# Starting a Planted Tank



## geonut (Jun 24, 2012)

Most advice I've read about starting a new planted aquarium says to use lots of fast growing plants.

These articles also say to use low-medium lighting.

I thought fast growing plants needed high lighting ?


----------



## Professor Monkey (Jan 8, 2015)

Keep reading  There's lots of information and advice out there and it can be a daunting task to get to the level of understanding that you desire.

Fast growing plants will help absorb the various forms of nitrogenous wastes and excess minerals that algae thrive on. 

All plants require a certain minimum amount of light in order to produce enough food to survive. "Low" light species are ones that CAN survive with minimal light. "High" light species require more light to survive, but they can typically live and grow in "medium" lighting - however, to get the best colouration, bushiness, form, growth rate, etc they require much more light than other species.

Low light species will have better growth, colour, etc if they have more light than the bare minimum they require to just survive (ie. a low light plant will grow and look better in medium lighting).
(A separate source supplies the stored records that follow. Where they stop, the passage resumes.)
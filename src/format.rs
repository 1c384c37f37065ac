// Copyright 2025 Vivian Voss. Licensed under the Apache License, Version 2.0.
// SPDX-License-Identifier: Apache-2.0

//! On-flash metadata format: constants, header/descriptor layout, and the
//! CRC-32 codec that binds them together.
//!
//! ## Slot layout
//! ```text
//! Offset 0:                Slot[0] (32768 bytes)
//!   bytes 0..128:   Header
//!   bytes 128..32768: 255 PageDescriptors (128 bytes each)
//! Offset 32768:            Slot[1] (32768 bytes), same shape
//! ```
//!
//! CRC-32 covers the header (with its `crc32` field zeroed) followed by all
//! 255 descriptors, using the reflected polynomial 0xEDB88320 seeded at 0 —
//! the same variant `crc32fast` implements by default.

use crate::error::{AppFsError, AppFsResult};

/// One MMU page / one flash sector, as far as AppFs is concerned.
pub const PAGE_SIZE: u32 = 65_536;
/// Size of one metadata slot (half of the first flash page).
pub const META_SLOT_SIZE: u32 = PAGE_SIZE / 2;
/// Number of metadata slots (ping-pong pair).
pub const META_SLOT_COUNT: usize = 2;
/// Size of one descriptor (header or page descriptor) in bytes.
pub const DESCRIPTOR_SIZE: usize = 128;
/// Descriptors per slot: one header plus 255 page descriptors.
pub const DESCRIPTORS_PER_SLOT: usize = META_SLOT_SIZE as usize / DESCRIPTOR_SIZE;
/// Highest addressable data page index (page 0 is metadata, never data).
pub const MAX_PAGES: usize = DESCRIPTORS_PER_SLOT - 1;
/// On-flash magic identifying a valid header.
pub const MAGIC: [u8; 8] = *b"AppFsDsc";

/// Page is erased and available for allocation.
pub const USED_FREE: u8 = 0xFF;
/// Page is allocated to a file.
pub const USED_DATA: u8 = 0x00;
/// Page is physically outside the partition; never allocatable.
pub const USED_ILLEGAL: u8 = 0x55;

const NAME_LEN: usize = 112;

/// Metadata slot header (first descriptor slot of each metadata slot).
#[derive(Debug, Clone, Copy)]
pub struct Header {
    pub serial: u32,
    pub crc32: u32,
}

impl Header {
    /// Serialise to the on-flash 128-byte representation.
    pub fn to_bytes(&self) -> [u8; DESCRIPTOR_SIZE] {
        let mut bytes = [0xFFu8; DESCRIPTOR_SIZE];
        bytes[0..8].copy_from_slice(&MAGIC);
        bytes[8..12].copy_from_slice(&self.serial.to_le_bytes());
        bytes[12..16].copy_from_slice(&self.crc32.to_le_bytes());
        // bytes[16..128] stay 0xFF (reserved).
        bytes
    }

    /// Parse a 128-byte slice, validating only the magic. Callers that need
    /// CRC validation call [`compute_crc`] separately and compare.
    ///
    /// Returns `None` if the magic does not match.
    pub fn from_bytes(bytes: &[u8]) -> Option<Self> {
        if bytes.len() != DESCRIPTOR_SIZE || bytes[0..8] != MAGIC {
            return None;
        }
        let serial = u32::from_le_bytes(bytes[8..12].try_into().unwrap());
        let crc32 = u32::from_le_bytes(bytes[12..16].try_into().unwrap());
        Some(Self { serial, crc32 })
    }
}

/// One page descriptor (one per data page slot).
#[derive(Debug, Clone)]
pub struct PageDescriptor {
    /// Zero-terminated raw byte-string name; only meaningful on a file's
    /// first page. All-0xFF (and absent) otherwise.
    ///
    /// Stored as raw bytes, not `String`: spec.md §3 defines this as an
    /// arbitrary byte string (the `/` byte is explicitly permitted and
    /// carries no meaning), and invariant 5 requires byte-exact equality
    /// and uniqueness, which a lossy UTF-8 decode would silently violate
    /// for names written by another language's implementation or coming
    /// from a non-UTF-8 host filename.
    pub name: Option<Vec<u8>>,
    /// File size in bytes; only meaningful on a file's first page.
    pub size: u32,
    /// Index of the next page in the chain, or 0 to terminate.
    pub next: u8,
    /// One of `USED_FREE` / `USED_DATA` / `USED_ILLEGAL`.
    pub used: u8,
}

impl PageDescriptor {
    /// A descriptor representing a freshly erased (free) page.
    pub fn free() -> Self {
        Self {
            name: None,
            size: 0xFFFF_FFFF,
            next: 0xFF,
            used: USED_FREE,
        }
    }

    /// A descriptor marking a page as outside the physical partition.
    pub fn illegal() -> Self {
        Self {
            name: None,
            size: 0xFFFF_FFFF,
            next: 0xFF,
            used: USED_ILLEGAL,
        }
    }

    /// `true` if this descriptor's on-flash encoding is all-0xFF (erased).
    pub fn is_blank(&self) -> bool {
        self.used == USED_FREE && self.name.is_none()
    }

    pub fn to_bytes(&self) -> [u8; DESCRIPTOR_SIZE] {
        let mut bytes = [0xFFu8; DESCRIPTOR_SIZE];
        if let Some(name) = &self.name {
            let n = name.len().min(NAME_LEN - 1);
            bytes[0..n].copy_from_slice(&name[0..n]);
            bytes[n] = 0; // NUL terminator
            for b in &mut bytes[n + 1..NAME_LEN] {
                *b = 0xFF;
            }
        }
        bytes[112..116].copy_from_slice(&self.size.to_le_bytes());
        bytes[116] = self.next;
        bytes[117] = self.used;
        // bytes[118..128] stay 0xFF (reserved).
        bytes
    }

    pub fn from_bytes(bytes: &[u8]) -> AppFsResult<Self> {
        if bytes.len() != DESCRIPTOR_SIZE {
            return Err(AppFsError::IoError {
                operation: "parse_descriptor".to_string(),
                reason: format!("expected {} bytes, got {}", DESCRIPTOR_SIZE, bytes.len()),
            });
        }
        let name = if bytes[0] == 0xFF {
            None
        } else {
            let nul = bytes[0..NAME_LEN].iter().position(|&b| b == 0).unwrap_or(NAME_LEN);
            Some(bytes[0..nul].to_vec())
        };
        let size = u32::from_le_bytes(bytes[112..116].try_into().unwrap());
        let next = bytes[116];
        let used = bytes[117];
        Ok(Self {
            name,
            size,
            next,
            used,
        })
    }
}

/// Compute the CRC-32/LE over a header (with its crc32 field zeroed) and
/// 255 descriptors, in the order spec.md §6 requires.
pub fn compute_crc(header: &Header, descriptors: &[PageDescriptor]) -> u32 {
    let mut hasher = crc32fast::Hasher::new();
    let mut header_bytes = header.to_bytes();
    header_bytes[12..16].copy_from_slice(&0u32.to_le_bytes());
    hasher.update(&header_bytes);
    for d in descriptors {
        hasher.update(&d.to_bytes());
    }
    hasher.finalize()
}

/// Build the raw 32768-byte image for a slot from a header and 255
/// descriptors, embedding the final CRC in the header.
pub fn encode_slot(serial: u32, descriptors: &[PageDescriptor]) -> Vec<u8> {
    assert_eq!(descriptors.len(), MAX_PAGES);
    let mut header = Header { serial, crc32: 0 };
    header.crc32 = compute_crc(&header, descriptors);

    let mut out = Vec::with_capacity(META_SLOT_SIZE as usize);
    out.extend_from_slice(&header.to_bytes());
    for d in descriptors {
        out.extend_from_slice(&d.to_bytes());
    }
    out
}

/// Parse a raw 32768-byte slot into a header and its 255 descriptors,
/// without validating the CRC (callers compare against [`compute_crc`]).
pub fn decode_slot(bytes: &[u8]) -> AppFsResult<(Option<Header>, Vec<PageDescriptor>)> {
    if bytes.len() != META_SLOT_SIZE as usize {
        return Err(AppFsError::IoError {
            operation: "parse_slot".to_string(),
            reason: format!("expected {} bytes, got {}", META_SLOT_SIZE, bytes.len()),
        });
    }
    let header = Header::from_bytes(&bytes[0..DESCRIPTOR_SIZE]);
    let mut descriptors = Vec::with_capacity(MAX_PAGES);
    for j in 1..DESCRIPTORS_PER_SLOT {
        let start = j * DESCRIPTOR_SIZE;
        descriptors.push(PageDescriptor::from_bytes(&bytes[start..start + DESCRIPTOR_SIZE])?);
    }
    Ok((header, descriptors))
}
We usually match species to the amount of lighting that is being supplied to the tank in order to create a balance between the amount of light, CO2, and nutrients. When there is an excess or deficiency in one of these parameters you will get algae blooms and/or impaired plant growth.
A tank full of crypts should be matched with low to medium lighting since they are slow growing and can only make use of a limited amount of light - high lighting would be beyond the limit of the crypts' ability to absorb and utilize light, and the excess light would be available for algae to use.

It's important to remember that light is the "driving" parameter in this balancing act. The amount of light will determine how much carbon and other nutrients the plants will need to acquire in order to grow properly. If the plants are absorbing lots of light, they also need to absorb sufficient nutrients to build new tissue (grow) and make use of all of the energy they have acquired. A lack of nutrients will give impaired growth and result in a nutrient deficiency which can also be thought of as an excess of light. Likewise, if there is too little light, the plants won't have the energy need to make use of the nutrients for growth, and then those free-floating nutrients can be used by algae instead.
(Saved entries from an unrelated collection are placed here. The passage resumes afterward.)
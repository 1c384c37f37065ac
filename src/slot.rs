// Copyright 2025 Vivian Voss. Licensed under the Apache License, Version 2.0.
// SPDX-License-Identifier: Apache-2.0

//! Slot manager: locates the authoritative metadata slot at mount time and
//! drives the atomic two-slot commit protocol for every mutation.

use crate::error::AppFsResult;
use crate::flash::Flash;
use crate::format::{
    self, compute_crc, decode_slot, encode_slot, Header, PageDescriptor, MAX_PAGES,
    META_SLOT_SIZE, PAGE_SIZE,
};

/// Distinguishes a clean mount from one that had to reinitialize the
/// partition because neither metadata slot validated.
#[derive(Debug, Clone, Copy, PartialEq, Eq)]
pub enum InitOutcome {
    /// An existing valid slot was found and adopted.
    Recovered,
    /// Neither slot validated; the partition was erased and a fresh,
    /// empty metadata image was written. All previously stored files, if
    /// any, are gone.
    Reinitialized,
}

/// Owns the in-memory active-slot index and the currently active
/// descriptor array, and performs commits.
pub struct SlotManager {
    active: usize,
    serial: u32,
}

impl SlotManager {
    /// Find the active slot, or reinitialize the partition if neither slot
    /// validates. Returns the manager, the active descriptor array, and
    /// which of the two happened.
    pub fn mount<F: Flash>(flash: &mut F) -> AppFsResult<(Self, Vec<PageDescriptor>, InitOutcome)> {
        let mut candidates: Vec<(usize, u32, Vec<PageDescriptor>)> = Vec::new();

        for slot in 0..format::META_SLOT_COUNT {
            let raw = flash.read(slot as u32 * META_SLOT_SIZE, META_SLOT_SIZE)?;
            let (header, descriptors) = match decode_slot(&raw) {
                Ok(v) => v,
                Err(_) => continue,
            };
            let Some(header) = header else { continue };
            let expected_crc = compute_crc(&header, &descriptors);
            if expected_crc == header.crc32 {
                candidates.push((slot, header.serial, descriptors));
            }
        }

        // Strictly greater serial wins; a single valid slot is simply
        // selected, per spec.md §9's resolved Open Question.
        let best = candidates
            .into_iter()
            .max_by_key(|(_, serial, _)| *serial);

        if let Some((slot, serial, descriptors)) = best {
            return Ok((
                Self {
                    active: slot,
                    serial,
                },
                descriptors,
                InitOutcome::Recovered,
            ));
        }

        // Neither slot valid: reinitialize.
        flash.erase(0, PAGE_SIZE)?;
        let last_page = (flash.partition_size() / PAGE_SIZE) as usize;
        let mut descriptors = Vec::with_capacity(MAX_PAGES);
        for page in 0..MAX_PAGES {
            // `page` is a data-page index; physical page `page + 1` must
            // stay below the partition's total page count to be usable.
            if page >= last_page.saturating_sub(1) {
                descriptors.push(PageDescriptor::illegal());
            } else {
                descriptors.push(PageDescriptor::free());
            }
        }
        let image = encode_slot(0, &descriptors);
        flash.write(0, &image)?;

        Ok((
            Self {
                active: 0,
                serial: 0,
            },
            descriptors,
            InitOutcome::Reinitialized,
        ))
    }

    pub fn active_slot(&self) -> usize {
        self.active
    }

    pub fn serial(&self) -> u32 {
        self.serial
    }

    /// Commit a new descriptor array: erase the inactive slot, write every
    /// non-blank descriptor, write the header with its final CRC last (the
    /// linearization point), then flip the in-memory active index.
    ///
    /// An I/O error at any point before the header write leaves the
    /// previously active slot authoritative; the caller may retry.
    pub fn commit<F: Flash>(
        &mut self,
        flash: &mut F,
        descriptors: &[PageDescriptor],
    ) -> AppFsResult<()> {
        assert_eq!(descriptors.len(), MAX_PAGES);
        let new_slot = (self.active + 1) % format::META_SLOT_COUNT;
        let new_serial = self.serial.wrapping_add(1);

        flash.erase(new_slot as u32 * META_SLOT_SIZE, META_SLOT_SIZE)?;

        for (j, d) in descriptors.iter().enumerate() {
            if d.is_blank() {
                continue; // already 0xFF after the erase above.
            }
            let offset = new_slot as u32 * META_SLOT_SIZE + (j as u32 + 1) * 128;
            flash.write(offset, &d.to_bytes())?;
        }

        let header = Header {
            serial: new_serial,
            crc32: 0,
        };
        let crc = compute_crc(&header, descriptors);
        let header = Header {
            serial: new_serial,
            crc32: crc,
        };
        flash.write(new_slot as u32 * META_SLOT_SIZE, &header.to_bytes())?;

        self.active = new_slot;
        self.serial = new_serial;
        Ok(())
    }
}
Plants are superior at acquiring and storing nutrients relative to algae. A balanced tank with minimal algae is one where the plants are absorbing most of the available light and most of the available nutrients so that there is nothing left for the algae to use. Since under natural conditions carbon is the limiting nutrient there are enormous advantages to adding CO2 - it will improve growth under all lighting conditions and is essential for high lighting.

Now, more to your question... There are some species like hygrophila polysperma which can survive in relatively low light, but are able to use as much light as is available for rapid growth (so long as there is enough CO2 and nutrients). My tank has medium lighting and the hygro grows so fast (even without CO2) that I need to trim it AT LEAST every 3 weeks.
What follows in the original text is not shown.